- Traditional Chinese: 庚子國變彈詞
- Simplified Chinese: 庚子国变弹词

Standard Mandarin
- Hanyu Pinyin: Gēngzǐguóbiàn Táncí
- Wade–Giles: Keng-tzu kuo-pien t'an-tz'u

= Gengzi Guobian Tanci =

Gengzi Guobian Tanci (庚子國變彈詞; "Tanci, on the Boxer Rebellion of 1900" or "The tanci of the national calamity of 1900" or "The National Disturbances of the Year Gengzi") is a tanci written by Li Baojia (Li Boyuan), composed in 1902.

Written immediately after the Boxer Rebellion, it was Li Baojia's first major literary work, serialized in the Shanghai Shijie Fanhua Bao. He wrote this tanci in order to remind the public of the event as a historical lesson, to show an accurate picture of the event, and so the memories of the event would remain fresh. Li Baojia said that he chose the tanci form because it would be easy for the common people including women and children to understand the song and make them remember the incident it was named after. It is an example of a tanci for a political and social purpose.

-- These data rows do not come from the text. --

//! In-process collaborators driven by the tokio clock.
//!
//! Nothing here produces sound: the engine only advances a play-head and
//! reports it. The command-line player and the tests run on these.

use std::{
    collections::HashMap,
    sync::{ Arc, Mutex, MutexGuard, PoisonError, Weak },
    time::Duration,
};

use async_trait::async_trait;
use tokio::{ sync::broadcast, time::{ Instant, MissedTickBehavior } };
use tokio_util::sync::CancellationToken;

use crate::{
    engine::{ Engine, EngineEvent, EngineFactory },
    error::{ PlayerError, PlayerResult },
    item::{ ItemResolver, PlayableHandle, ResolvedAsset },
    metadata::ItemMeta,
    nowplaying::{ NowPlayingInfo, RemoteCommands, TransportControl, TransportSurface },
    session::{ AudioSession, SessionEvent },
};

const DEFAULT_DURATION: Duration = Duration::from_secs(180);
const EVENT_CAPACITY: usize = 64;

fn lock<T>(mutex: &Mutex<T>) -> MutexGuard<'_, T> {
    mutex.lock().unwrap_or_else(PoisonError::into_inner)
}

struct Clock {
    /// Play-head at `anchor`
    offset: Duration,
    /// Set while running
    anchor: Option<Instant>,
    rate: f32,
    ended: bool,
}

impl Clock {
    fn position(&self, duration: Duration) -> Duration {
        let running = self.anchor.map_or(Duration::ZERO, |anchor| {
            anchor.elapsed().mul_f32(self.rate.max(0.0))
        });
        (self.offset + running).min(duration)
    }

    /// Fold the running time into `offset`, keeping the running state.
    fn rebase(&mut self, duration: Duration) {
        self.offset = self.position(duration);
        if self.anchor.is_some() {
            self.anchor = Some(Instant::now());
        }
    }
}

/// A clock-driven engine. Reports progress every tick and the end of the
/// track once the play-head reaches the item duration.
pub struct SimulatedEngine {
    url: String,
    duration: Duration,
    clock: Mutex<Clock>,
    events: broadcast::Sender<EngineEvent>,
    seek_delay: Duration,
    ticker: CancellationToken,
}

impl SimulatedEngine {
    fn start(url: String, duration: Duration, tick: Duration, seek_delay: Duration) -> Arc<Self> {
        let (events, _) = broadcast::channel(EVENT_CAPACITY);
        let engine = Arc::new(Self {
            url,
            duration,
            clock: Mutex::new(Clock {
                offset: Duration::ZERO,
                anchor: None,
                rate: 1.0,
                ended: false,
            }),
            events,
            seek_delay,
            ticker: CancellationToken::new(),
        });

        let weak = Arc::downgrade(&engine);
        let token = engine.ticker.clone();
        tokio::spawn(async move {
            let mut interval = tokio::time::interval(tick);
            interval.set_missed_tick_behavior(MissedTickBehavior::Skip);
            loop {
                tokio::select! {
                    _ = token.cancelled() => break,
                    _ = interval.tick() => {}
                }
                let Some(engine) = weak.upgrade() else {
                    break;
                };
                engine.tick();
            }
        });

        engine
    }

    fn tick(&self) {
        let mut clock = lock(&self.clock);
        if clock.anchor.is_none() {
            return;
        }
        let elapsed = clock.position(self.duration);
        let _ = self.events.send(EngineEvent::Progress { elapsed, loaded: 1.0 });

        if elapsed >= self.duration && !clock.ended {
            clock.offset = self.duration;
            clock.anchor = None;
            clock.ended = true;
            log::debug!("Simulated engine reached the end of {}", self.url);
            let _ = self.events.send(EngineEvent::EndOfTrack);
        }
    }

    pub fn url(&self) -> &str {
        &self.url
    }

    pub fn duration(&self) -> Duration {
        self.duration
    }

    pub fn is_playing(&self) -> bool {
        lock(&self.clock).anchor.is_some()
    }

    pub fn rate(&self) -> f32 {
        lock(&self.clock).rate
    }

    /// Emit an arbitrary event, as a misbehaving output would.
    pub fn inject(&self, event: EngineEvent) {
        let _ = self.events.send(event);
    }
}

impl Drop for SimulatedEngine {
    fn drop(&mut self) {
        self.ticker.cancel();
    }
}

#[async_trait]
impl Engine for SimulatedEngine {
    fn play(&self) {
        let mut clock = lock(&self.clock);
        if clock.anchor.is_none() && !clock.ended {
            clock.anchor = Some(Instant::now());
        }
    }

    fn pause(&self) {
        let mut clock = lock(&self.clock);
        clock.offset = clock.position(self.duration);
        clock.anchor = None;
    }

    fn set_rate(&self, rate: f32) {
        let mut clock = lock(&self.clock);
        clock.rebase(self.duration);
        clock.rate = rate;
    }

    fn position(&self) -> Duration {
        lock(&self.clock).position(self.duration)
    }

    fn loaded_progress(&self) -> f32 {
        1.0
    }

    async fn seek(&self, position: Duration) -> PlayerResult<()> {
        if !self.seek_delay.is_zero() {
            tokio::time::sleep(self.seek_delay).await;
        }
        let mut clock = lock(&self.clock);
        clock.offset = position.min(self.duration);
        clock.ended = false;
        if clock.anchor.is_some() {
            clock.anchor = Some(Instant::now());
        }
        Ok(())
    }

    fn subscribe(&self) -> broadcast::Receiver<EngineEvent> {
        self.events.subscribe()
    }
}

/// Builds [`SimulatedEngine`]s and remembers what it built.
pub struct SimulatedEngineFactory {
    tick: Duration,
    create_delay: Duration,
    seek_delay: Duration,
    failing: Mutex<HashMap<String, String>>,
    created: Mutex<Vec<(String, Weak<SimulatedEngine>)>>,
}

impl SimulatedEngineFactory {
    pub fn new(tick: Duration) -> Self {
        Self {
            tick,
            create_delay: Duration::ZERO,
            seek_delay: Duration::ZERO,
            failing: Mutex::new(HashMap::new()),
            created: Mutex::new(Vec::new()),
        }
    }

    pub fn with_create_delay(mut self, delay: Duration) -> Self {
        self.create_delay = delay;
        self
    }

    pub fn with_seek_delay(mut self, delay: Duration) -> Self {
        self.seek_delay = delay;
        self
    }

    /// Refuse to build an engine for `url`.
    pub fn fail_on(&self, url: &str, message: &str) {
        lock(&self.failing).insert(url.to_string(), message.to_string());
    }

    /// Locators of every engine built so far, in order.
    pub fn created(&self) -> Vec<String> {
        lock(&self.created).iter().map(|(url, _)| url.clone()).collect()
    }

    /// The most recently built engine, if the player still holds it.
    pub fn latest(&self) -> Option<Arc<SimulatedEngine>> {
        lock(&self.created).last().and_then(|(_, engine)| engine.upgrade())
    }

    /// Number of built engines that are still alive.
    pub fn live(&self) -> usize {
        lock(&self.created).iter().filter(|(_, engine)| engine.strong_count() > 0).count()
    }
}

#[async_trait]
impl EngineFactory for SimulatedEngineFactory {
    async fn create(&self, handle: PlayableHandle) -> PlayerResult<Arc<dyn Engine>> {
        if !self.create_delay.is_zero() {
            tokio::time::sleep(self.create_delay).await;
        }
        if let Some(message) = lock(&self.failing).get(&handle.url) {
            return Err(PlayerError::ItemPlaybackFailed(message.clone()));
        }

        let duration = handle.meta.duration.unwrap_or(DEFAULT_DURATION);
        let engine = SimulatedEngine::start(handle.url.clone(), duration, self.tick, self.seek_delay);
        lock(&self.created).push((handle.url, Arc::downgrade(&engine)));
        Ok(engine)
    }
}

#[derive(Debug, Clone, Default)]
struct MemoryEntry {
    meta: ItemMeta,
    delay: Duration,
    failure: Option<String>,
}

/// Resolves locators from an in-memory table. Unknown locators resolve to
/// an item titled after the locator.
#[derive(Default)]
pub struct MemoryResolver {
    entries: Mutex<HashMap<String, MemoryEntry>>,
    calls: Mutex<HashMap<String, usize>>,
}

impl MemoryResolver {
    pub fn new() -> Self {
        Self::default()
    }

    pub fn with_meta(self, url: &str, meta: ItemMeta) -> Self {
        lock(&self.entries).entry(url.to_string()).or_default().meta = meta;
        self
    }

    pub fn with_duration(self, url: &str, duration: Duration) -> Self {
        lock(&self.entries).entry(url.to_string()).or_default().meta.duration = Some(duration);
        self
    }

    pub fn with_delay(self, url: &str, delay: Duration) -> Self {
        lock(&self.entries).entry(url.to_string()).or_default().delay = delay;
        self
    }

    pub fn set_failure(&self, url: &str, failure: Option<&str>) {
        lock(&self.entries).entry(url.to_string()).or_default().failure =
            failure.map(|f| f.to_string());
    }

    /// How many times `url` was resolved.
    pub fn calls(&self, url: &str) -> usize {
        lock(&self.calls).get(url).copied().unwrap_or(0)
    }
}

#[async_trait]
impl ItemResolver for MemoryResolver {
    async fn resolve(&self, url: &str) -> PlayerResult<ResolvedAsset> {
        *lock(&self.calls).entry(url.to_string()).or_insert(0) += 1;
        let entry = lock(&self.entries).get(url).cloned().unwrap_or_default();

        if !entry.delay.is_zero() {
            tokio::time::sleep(entry.delay).await;
        }
        if let Some(failure) = entry.failure {
            return Err(PlayerError::ItemMetadataResolutionFailed(failure));
        }

        let mut meta = entry.meta;
        if meta.title.is_none() {
            meta.title = Some(url.to_string());
        }
        Ok(ResolvedAsset { meta, asset: Arc::new(url.to_string()) })
    }
}

/// An audio session that is always there, unless told otherwise.
pub struct SimulatedSession {
    available: bool,
    events: broadcast::Sender<SessionEvent>,
}

impl SimulatedSession {
    pub fn new() -> Self {
        let (events, _) = broadcast::channel(EVENT_CAPACITY);
        Self { available: true, events }
    }

    /// A session that refuses to be configured.
    pub fn unavailable() -> Self {
        Self { available: false, ..Self::new() }
    }

    pub fn emit(&self, event: SessionEvent) {
        let _ = self.events.send(event);
    }
}

impl Default for SimulatedSession {
    fn default() -> Self {
        Self::new()
    }
}

impl AudioSession for SimulatedSession {
    fn activate_for_playback(&self) -> PlayerResult<()> {
        if self.available {
            Ok(())
        } else {
            Err(PlayerError::SessionUnavailable("no playback category".into()))
        }
    }

    fn subscribe(&self) -> broadcast::Receiver<SessionEvent> {
        self.events.subscribe()
    }
}

/// A transport surface that records everything pushed to it.
#[derive(Default)]
pub struct RecordingTransport {
    remote: Mutex<Option<RemoteCommands>>,
    now_playing: Mutex<Vec<Option<NowPlayingInfo>>>,
    enabled: Mutex<HashMap<TransportControl, bool>>,
}

impl RecordingTransport {
    pub fn new() -> Self {
        Self::default()
    }

    /// The command sink handed over at registration.
    pub fn remote(&self) -> Option<RemoteCommands> {
        lock(&self.remote).clone()
    }

    /// What is displayed right now.
    pub fn now_playing(&self) -> Option<NowPlayingInfo> {
        lock(&self.now_playing).last().cloned().flatten()
    }

    /// Every display update, oldest first.
    pub fn history(&self) -> Vec<Option<NowPlayingInfo>> {
        lock(&self.now_playing).clone()
    }

    pub fn is_enabled(&self, control: TransportControl) -> Option<bool> {
        lock(&self.enabled).get(&control).copied()
    }
}

impl TransportSurface for RecordingTransport {
    fn register(&self, remote: RemoteCommands) {
        *lock(&self.remote) = Some(remote);
    }

    fn set_enabled(&self, control: TransportControl, enabled: bool) {
        lock(&self.enabled).insert(control, enabled);
    }

    fn set_now_playing(&self, info: Option<&NowPlayingInfo>) {
        lock(&self.now_playing).push(info.cloned());
    }
}

#[cfg(test)]
mod tests {
    use super::*;

    fn handle(url: &str, secs: u64) -> PlayableHandle {
        PlayableHandle {
            url: url.into(),
            meta: ItemMeta { duration: Some(Duration::from_secs(secs)), ..Default::default() },
            asset: Arc::new(()),
        }
    }

    #[tokio::test(start_paused = true)]
    async fn engine_advances_only_while_playing() {
        let factory = SimulatedEngineFactory::new(Duration::from_millis(250));
        let engine = factory.create(handle("a", 60)).await.unwrap();

        tokio::time::sleep(Duration::from_secs(5)).await;
        assert_eq!(engine.position(), Duration::ZERO);

        engine.play();
        tokio::time::sleep(Duration::from_secs(5)).await;
        engine.pause();
        let paused_at = engine.position();
        assert!(paused_at >= Duration::from_secs(5), "{:?}", paused_at);

        tokio::time::sleep(Duration::from_secs(5)).await;
        assert_eq!(engine.position(), paused_at);
    }

    #[tokio::test(start_paused = true)]
    async fn engine_reports_end_of_track() {
        let factory = SimulatedEngineFactory::new(Duration::from_millis(250));
        let engine = factory.create(handle("a", 2)).await.unwrap();
        let mut events = engine.subscribe();
        engine.play();

        loop {
            match events.recv().await.unwrap() {
                EngineEvent::EndOfTrack => break,
                EngineEvent::Progress { .. } => {}
                other => panic!("unexpected {:?}", other),
            }
        }
        assert_eq!(engine.position(), Duration::from_secs(2));
    }

    #[tokio::test(start_paused = true)]
    async fn dropped_engines_are_not_live() {
        let factory = SimulatedEngineFactory::new(Duration::from_millis(250));
        let engine = factory.create(handle("a", 60)).await.unwrap();
        assert_eq!(factory.live(), 1);
        drop(engine);
        assert_eq!(factory.live(), 0);
        assert_eq!(factory.created(), vec!["a".to_string()]);
    }

    #[tokio::test]
    async fn resolver_counts_calls_and_fails_on_demand() {
        let resolver = MemoryResolver::new().with_duration("a", Duration::from_secs(30));
        let resolved = resolver.resolve("a").await.unwrap();
        assert_eq!(resolved.meta.duration, Some(Duration::from_secs(30)));
        assert_eq!(resolved.meta.title.as_deref(), Some("a"));

        resolver.set_failure("a", Some("gone"));
        assert!(resolver.resolve("a").await.is_err());
        assert_eq!(resolver.calls("a"), 2);
    }
}
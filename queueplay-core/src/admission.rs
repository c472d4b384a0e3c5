use crate::commands::{ Command, PlayerStatus };

/// Decide whether `cmd` may run against the given state.
///
/// This is the single source of truth for both the executor and the
/// enabled state of UI affordances and transport controls.
pub fn can_run(
    status: &PlayerStatus,
    play_index: usize,
    queue_len: usize,
    has_engine: bool,
    cmd: &Command,
) -> bool {
    match cmd {
        Command::Play => !status.is_active(),
        Command::PlayAt(index) => !status.is_active() && *index < queue_len,
        Command::Pause => status.is_active(),
        Command::Next => play_index + 1 < queue_len,
        Command::Previous | Command::Stop => true,
        Command::Seek { .. } => {
            has_engine
                && matches!(
                    status,
                    PlayerStatus::Ready
                        | PlayerStatus::Playing
                        | PlayerStatus::Paused
                        | PlayerStatus::ReadyToPlay
                )
        }
        Command::Prefetch => !status.is_active(),
    }
}
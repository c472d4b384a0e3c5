use std::{ any::Any, fmt, sync::Arc };

use async_trait::async_trait;
use tokio::sync::OnceCell;

use crate::{ error::PlayerResult, metadata::ItemMeta };

/// Opaque asset produced by an [`ItemResolver`] and understood by the engine.
pub type Asset = Arc<dyn Any + Send + Sync>;

/// Result of resolving an item: its metadata plus the loaded asset.
#[derive(Clone)]
pub struct ResolvedAsset {
    pub meta: ItemMeta,
    pub asset: Asset,
}

impl fmt::Debug for ResolvedAsset {
    fn fmt(&self, f: &mut fmt::Formatter<'_>) -> fmt::Result {
        f.debug_struct("ResolvedAsset").field("meta", &self.meta).finish_non_exhaustive()
    }
}

/// A fresh engine-loadable handle, materialized from a cached asset.
#[derive(Clone)]
pub struct PlayableHandle {
    pub url: String,
    pub meta: ItemMeta,
    pub asset: Asset,
}

impl fmt::Debug for PlayableHandle {
    fn fmt(&self, f: &mut fmt::Formatter<'_>) -> fmt::Result {
        f.debug_struct("PlayableHandle").field("url", &self.url).finish_non_exhaustive()
    }
}

/// Loads metadata and an asset for an item locator.
#[async_trait]
pub trait ItemResolver: Send + Sync {
    async fn resolve(&self, url: &str) -> PlayerResult<ResolvedAsset>;
}

/// A single entry of the play queue.
///
/// Resolution is cached: once an item resolved successfully, further loads
/// only hand out new handles over the same asset. Failed resolutions are not
/// cached and may be retried.
pub struct PlayerItem {
    url: String,
    prefetched: Option<ItemMeta>,
    resolved: OnceCell<ResolvedAsset>,
}

impl PlayerItem {
    pub fn new(url: impl Into<String>) -> Self {
        Self {
            url: url.into(),
            prefetched: None,
            resolved: OnceCell::new(),
        }
    }

    /// Create an item whose metadata is already known (e.g. from a catalog).
    pub fn with_meta(url: impl Into<String>, meta: ItemMeta) -> Self {
        Self {
            prefetched: Some(meta),
            ..Self::new(url)
        }
    }

    pub fn url(&self) -> &str {
        &self.url
    }

    pub fn is_resolved(&self) -> bool {
        self.resolved.initialized()
    }

    /// Best metadata currently known: resolved fields win, prefetched ones fill the gaps.
    pub fn meta(&self) -> Option<ItemMeta> {
        match (self.resolved.get(), &self.prefetched) {
            (Some(resolved), Some(prefetched)) => {
                let mut meta = resolved.meta.clone();
                meta.duration = meta.duration.or(prefetched.duration);
                meta.title = meta.title.or_else(|| prefetched.title.clone());
                meta.album = meta.album.or_else(|| prefetched.album.clone());
                meta.artist = meta.artist.or_else(|| prefetched.artist.clone());
                meta.lyrics = meta.lyrics.or_else(|| prefetched.lyrics.clone());
                meta.artwork = meta.artwork.or_else(|| prefetched.artwork.clone());
                Some(meta)
            }
            (Some(resolved), None) => Some(resolved.meta.clone()),
            (None, prefetched) => prefetched.clone(),
        }
    }

    /// Resolve the item (once) and materialize a new playable handle.
    pub async fn load(&self, resolver: &dyn ItemResolver) -> PlayerResult<PlayableHandle> {
        let resolved = self
            .resolved
            .get_or_try_init(|| async {
                log::debug!("Resolving item {}", self.url);
                resolver.resolve(&self.url).await
            })
            .await?;

        Ok(PlayableHandle {
            url: self.url.clone(),
            meta: self.meta().unwrap_or_else(|| resolved.meta.clone()),
            asset: Arc::clone(&resolved.asset),
        })
    }
}

impl fmt::Debug for PlayerItem {
    fn fmt(&self, f: &mut fmt::Formatter<'_>) -> fmt::Result {
        f.debug_struct("PlayerItem")
            .field("url", &self.url)
            .field("resolved", &self.is_resolved())
            .finish()
    }
}
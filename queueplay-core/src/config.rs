use std::{ path::Path, time::Duration };

use serde::{ Deserialize, Serialize };

use crate::error::{ PlayerError, PlayerResult };

/// Player construction options.
#[derive(Debug, Clone, PartialEq, Serialize, Deserialize)]
pub struct PlayerConfig {
    /// Bind the first loaded item without starting it
    #[serde(default)]
    pub start_paused: bool,
    /// Desired playback rate at start
    #[serde(default = "default_rate")]
    pub initial_rate: f32,
    /// Past this position `previous` restarts the current item instead of going back
    #[serde(default = "default_restart_threshold_ms")]
    pub previous_restart_threshold_ms: u64,
    /// Buffer size of the status broadcast channel
    #[serde(default = "default_status_capacity")]
    pub status_capacity: usize,
    /// Progress report interval of the simulated engine
    #[serde(default = "default_progress_interval_ms")]
    pub progress_interval_ms: u64,
}

fn default_rate() -> f32 {
    1.0
}

fn default_restart_threshold_ms() -> u64 {
    1000
}

fn default_status_capacity() -> usize {
    64
}

fn default_progress_interval_ms() -> u64 {
    250
}

impl Default for PlayerConfig {
    fn default() -> Self {
        Self {
            start_paused: false,
            initial_rate: default_rate(),
            previous_restart_threshold_ms: default_restart_threshold_ms(),
            status_capacity: default_status_capacity(),
            progress_interval_ms: default_progress_interval_ms(),
        }
    }
}

impl PlayerConfig {
    pub fn from_json(content: &str) -> PlayerResult<Self> {
        let config: Self = serde_json::from_str(content)
            .map_err(|e| PlayerError::Internal(format!("invalid config: {}", e)))?;
        config.validate()?;
        Ok(config)
    }

    pub fn load(path: &Path) -> PlayerResult<Self> {
        let content = std::fs::read_to_string(path).map_err(|e| {
            PlayerError::Internal(format!("cannot read config {}: {}", path.display(), e))
        })?;
        Self::from_json(&content)
    }

    pub fn validate(&self) -> PlayerResult<()> {
        if !self.initial_rate.is_finite() || self.initial_rate < 0.0 {
            return Err(PlayerError::Internal(format!(
                "initial_rate must be a non-negative number, got {}",
                self.initial_rate
            )));
        }
        if self.status_capacity == 0 {
            return Err(PlayerError::Internal("status_capacity must be positive".into()));
        }
        Ok(())
    }

    pub fn previous_restart_threshold(&self) -> Duration {
        Duration::from_millis(self.previous_restart_threshold_ms)
    }

    pub fn progress_interval(&self) -> Duration {
        Duration::from_millis(self.progress_interval_ms.max(1))
    }
}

The work portrays the Boxers as being foolish and fraudulent, and it portrays the officials who supported the Boxers as being crooked. That viewpoint is considered politically incorrect in China as of 2010. Wilt L. Idema wrote in the article "Prosimetric and verse narrative" within The Cambridge History of Chinese Literature: From 1375, that because of the portrayal of the Boxers and their supporters, Gengzi Guobian Tanci "is neglected by modern scholars".